In the same spread, they also make GMO foods to be high-calorie, fast growth, high water, and LOW mineral and vitamin with the excuse people just get it from the staple foods per the outdated studies. GMOs aren't as much for chemically damaging people, though some like soy still do, but to actually feed people something that is nutrient deficient - something that only provides calories and actually TAKES nutrients from your body as it tries to process it.
Generations of nutrient deficiency leads to a dumber and dumber population. Dumb people are easier to control. That's the plan.
Good insight!! Let's not forget adding fluoride to our water, which is a neurotoxin but they will claim all day that it helps protect teeth (regardless if that claim is correct, why then are we then ingesting it in our water, versus topically applying it??). I also recently read that one of the reasons Americans are so overweight in response to other countries is because of our fortified grains (with iron and such). If they stopped adding all that crap to our food, maybe we would actually be healthy!! And therein lies the problem...
From my research, obesity is caused by overuse of antibiotics in children, especially within about the first 7 months of life.
It kills off gut bacteria of the mother, and since the child's immune system is never given a chance to figure out what bacteria is good and what bacteria is bad, it treats all future bacteria as bad.
That leads to further nutrient deficiency and they have unstoppable cravings because of it. The food industry likewise provides high calorie foods and sugary foods with watered down nutrients. Eventually, they are conditioned by these circumstances to associate the rewarded dopamine for eating nutrients their body needs (but because of antibiotics they cannot metabolize) with the dopamine hit from sugary foods.

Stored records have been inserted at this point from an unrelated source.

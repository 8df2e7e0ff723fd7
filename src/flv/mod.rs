//! Adobe FLV container parsing: the 9-byte file header followed by a tag stream, each tag
//! trailed by a 32-bit "previous tag size" field. Mirrors the sequential, single-pass style of
//! [`crate::mp4`]'s box walk, but over a flat list rather than a recursive tree.

pub mod amf0;
pub mod audio;
pub mod tag;
pub mod video;

use std::convert::TryInto;

use crate::warning::{Warning, Warnings};
use audio::AudioTag;
use tag::TagHeader;
use video::VideoTag;

#[derive(Debug)]
pub enum FlvError {
    TooShort,
    /// The file header's first 3 bytes were not (case-insensitively) `"FLV"`.
    InvalidSignature,
    /// A field violated a format constraint, e.g. a tag's `data_size == 0`.
    InvalidField(&'static str),
    Amf0UnsupportedMarker(u8),
}

impl std::fmt::Display for FlvError {
    fn fmt(&self, f: &mut std::fmt::Formatter<'_>) -> std::fmt::Result {
        match self {
            FlvError::TooShort => write!(f, "not enough bytes remaining"),
            FlvError::InvalidSignature => write!(f, "missing 'FLV' file signature"),
            FlvError::InvalidField(msg) => write!(f, "invalid field: {}", msg),
            FlvError::Amf0UnsupportedMarker(m) => write!(f, "unsupported AMF0 marker {:#x}", m),
        }
    }
}
impl std::error::Error for FlvError {}

pub const HEADER_SIZE: usize = 9;

/// The 9-byte FLV file header.
pub struct FlvHeader {
    pub version: u8,
    pub has_audio: bool,
    pub has_video: bool,
    pub data_offset: u32,
}
impl FlvHeader {
    pub fn parse(data: &[u8]) -> Result<(FlvHeader, &[u8]), FlvError> {
        if data.len() < HEADER_SIZE {
            return Err(FlvError::TooShort);
        }
        if !data[0].eq_ignore_ascii_case(&b'F')
            || !data[1].eq_ignore_ascii_case(&b'L')
            || !data[2].eq_ignore_ascii_case(&b'V')
        {
            return Err(FlvError::InvalidSignature);
        }
        let version = data[3];
        let flags = data[4];
        let has_audio = flags & 0b0000_0100 != 0;
        let has_video = flags & 0b0000_0001 != 0;
        let data_offset = u32::from_be_bytes(data[5..9].try_into().unwrap());
        let header = FlvHeader {
            version,
            has_audio,
            has_video,
            data_offset,
        };
        let skip = (data_offset as usize).max(HEADER_SIZE).min(data.len());
        Ok((header, &data[skip..]))
    }
}

/// One tag's parsed payload, dispatched by `TagHeader::tag_type`.
pub enum TagBody<'buf> {
    Audio(AudioTag<'buf>),
    Video(VideoTag<'buf>),
    /// `(name, value)` decoded from the AMF0 payload, e.g. `("onMetaData", EcmaArray{..})`.
    Script(String, amf0::Value),
}

pub struct Tag<'buf> {
    pub header: TagHeader,
    pub body: TagBody<'buf>,
}

/// The parsed tag stream of an FLV file.
pub struct Flv<'buf> {
    pub header: FlvHeader,
    pub tags: Vec<Tag<'buf>>,
}

impl<'buf> Flv<'buf> {
    /// Parses the file header then walks every tag, collecting non-fatal problems (an unknown
    /// tag type, a `previous_tag_size` mismatch, a video tag using an unsupported codec) into
    /// `warnings` rather than aborting -- the same best-effort contract [`crate::mp4::Boxes`]
    /// follows.
    pub fn parse(data: &'buf [u8], warnings: &mut Warnings) -> Result<Flv<'buf>, FlvError> {
        let (header, mut rest) = FlvHeader::parse(data)?;
        let mut tags = Vec::new();
        let mut previous_data_size: Option<u32> = None;

        while !rest.is_empty() {
            if rest.len() < 4 {
                break;
            }
            let previous_tag_size = u32::from_be_bytes(rest[0..4].try_into().unwrap());
            if let Some(prev_data_size) = previous_data_size {
                let expected = tag::HEADER_SIZE as u32 + prev_data_size;
                if previous_tag_size != expected {
                    warnings.push(Warning::SizeMismatch {
                        expected: u64::from(expected),
                        actual: u64::from(previous_tag_size),
                    });
                }
            }
            rest = &rest[4..];
            if rest.is_empty() {
                break;
            }

            let (tag_header, body_and_rest) = match TagHeader::parse(rest) {
                Ok(v) => v,
                Err(_) => break,
            };
            if tag_header.data_size == 0 {
                warnings.push(Warning::InsufficientSize);
                break;
            }
            if body_and_rest.len() < tag_header.data_size as usize {
                warnings.push(Warning::InsufficientSize);
                break;
            }
            let (payload, next) = body_and_rest.split_at(tag_header.data_size as usize);
            previous_data_size = Some(tag_header.data_size);
            rest = next;

            if tag_header.filter {
                // Encryption filter header precedes the real payload; we don't decrypt, so the
                // tag is skipped entirely rather than misread as plaintext.
                warnings.push(Warning::UnsupportedFeature);
                continue;
            }

            let body = match tag_header.tag_type {
                tag::TAG_TYPE_AUDIO => match AudioTag::parse(payload) {
                    Ok(a) => TagBody::Audio(a),
                    Err(_) => {
                        warnings.push(Warning::InsufficientSize);
                        continue;
                    }
                },
                tag::TAG_TYPE_VIDEO => match VideoTag::parse(payload) {
                    Ok(v) => TagBody::Video(v),
                    Err(_) => {
                        warnings.push(Warning::InsufficientSize);
                        continue;
                    }
                },
                tag::TAG_TYPE_SCRIPT_DATA => {
                    match amf0::decode_name_value(payload) {
                        Ok(((name, value), _rest)) => TagBody::Script(name, value),
                        Err(_) => {
                            warnings.push(Warning::InsufficientSize);
                            continue;
                        }
                    }
                }
                other => {
                    warnings.push(Warning::UnknownTagType(other));
                    continue;
                }
            };

            tags.push(Tag {
                header: tag_header,
                body,
            });
        }

        Ok(Flv { header, tags })
    }

    /// The `AVCDecoderConfigurationRecord` bytes of the most recent sequence-header video tag at
    /// or before `tags[..=upto]`, per the cross-tag caching §4.6 describes. Modelled as a
    /// post-parse lookup (per §9's guidance) rather than a field threaded through parsing.
    pub fn avc_config_before(&self, upto: usize) -> Option<&[u8]> {
        self.tags[..=upto.min(self.tags.len().saturating_sub(1))]
            .iter()
            .rev()
            .find_map(|t| match &t.body {
                TagBody::Video(v)
                    if v.header.codec_id == video::CODEC_ID_AVC
                        && v.header.avc_packet_type == Some(video::AVC_PACKET_TYPE_SEQUENCE_HEADER) =>
                {
                    Some(v.data)
                }
                _ => None,
            })
    }
}

#[cfg(test)]
mod test {
    use super::*;

    fn make_tag(tag_type: u8, timestamp_ms: u32, payload: &[u8]) -> Vec<u8> {
        let mut out = Vec::new();
        out.push(tag_type & 0x1f);
        let data_size = payload.len() as u32;
        out.extend_from_slice(&data_size.to_be_bytes()[1..4]);
        out.extend_from_slice(&timestamp_ms.to_be_bytes()[1..4]);
        out.push((timestamp_ms >> 24) as u8);
        out.extend_from_slice(&[0, 0, 0]);
        out.extend_from_slice(payload);
        out
    }

    #[test]
    fn rejects_bad_signature() {
        let data = hex!("46 4c 00" "01" "05" "00 00 00 09");
        assert!(matches!(
            FlvHeader::parse(&data),
            Err(FlvError::InvalidSignature)
        ));
    }

    #[test]
    fn parses_header_flags() {
        let data = hex!("46 4c 56" "01" "05" "00 00 00 09");
        let (header, rest) = FlvHeader::parse(&data).unwrap();
        assert!(header.has_audio);
        assert!(header.has_video);
        assert_eq!(header.data_offset, 9);
        assert!(rest.is_empty());
    }

    #[test]
    fn parses_single_audio_tag_stream() {
        let mut data = hex!("46 4c 56" "01" "04" "00 00 00 09").to_vec(); // header, audio only
        data.extend_from_slice(&hex!("00 00 00 00")); // previous tag size before tag 0
        let audio_payload = hex!("af" "01" "11 22"); // AAC raw
        let tag = make_tag(tag::TAG_TYPE_AUDIO, 0, &audio_payload);
        data.extend_from_slice(&tag);
        data.extend_from_slice(&((11 + audio_payload.len()) as u32).to_be_bytes());

        let mut warnings = Warnings::new();
        let flv = Flv::parse(&data, &mut warnings).unwrap();
        assert_eq!(flv.tags.len(), 1);
        assert!(warnings.is_empty());
        match &flv.tags[0].body {
            TagBody::Audio(a) => assert_eq!(a.data, &[0x11, 0x22]),
            _ => panic!("expected audio tag"),
        }
    }

    #[test]
    fn flags_previous_tag_size_mismatch() {
        let mut data = hex!("46 4c 56" "01" "04" "00 00 00 09").to_vec();
        data.extend_from_slice(&hex!("00 00 00 00"));
        let audio_payload = hex!("2f" "ab");
        data.extend_from_slice(&make_tag(tag::TAG_TYPE_AUDIO, 0, &audio_payload));
        data.extend_from_slice(&hex!("00 00 00 01")); // wrong, should be 11 + 2 = 13

        let mut warnings = Warnings::new();
        let flv = Flv::parse(&data, &mut warnings).unwrap();
        assert_eq!(flv.tags.len(), 1);
        assert!(!warnings.is_empty());
    }
}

Oddly enough, immunosuppressants could help obese people if you treat it in childhood, before middle school, and then give them frequent fecal transplants from people with healthy digestive flora. I'd wager it would be effective, but I don't have any direct sources on this point.
Some cases require antibiotics for babies, sure, but not addressing the vacuum it leaves behind in the digestive system should also be of paramount importance.
Oh so that's why south park joked about fecal transplants. Thought that one came out of left field.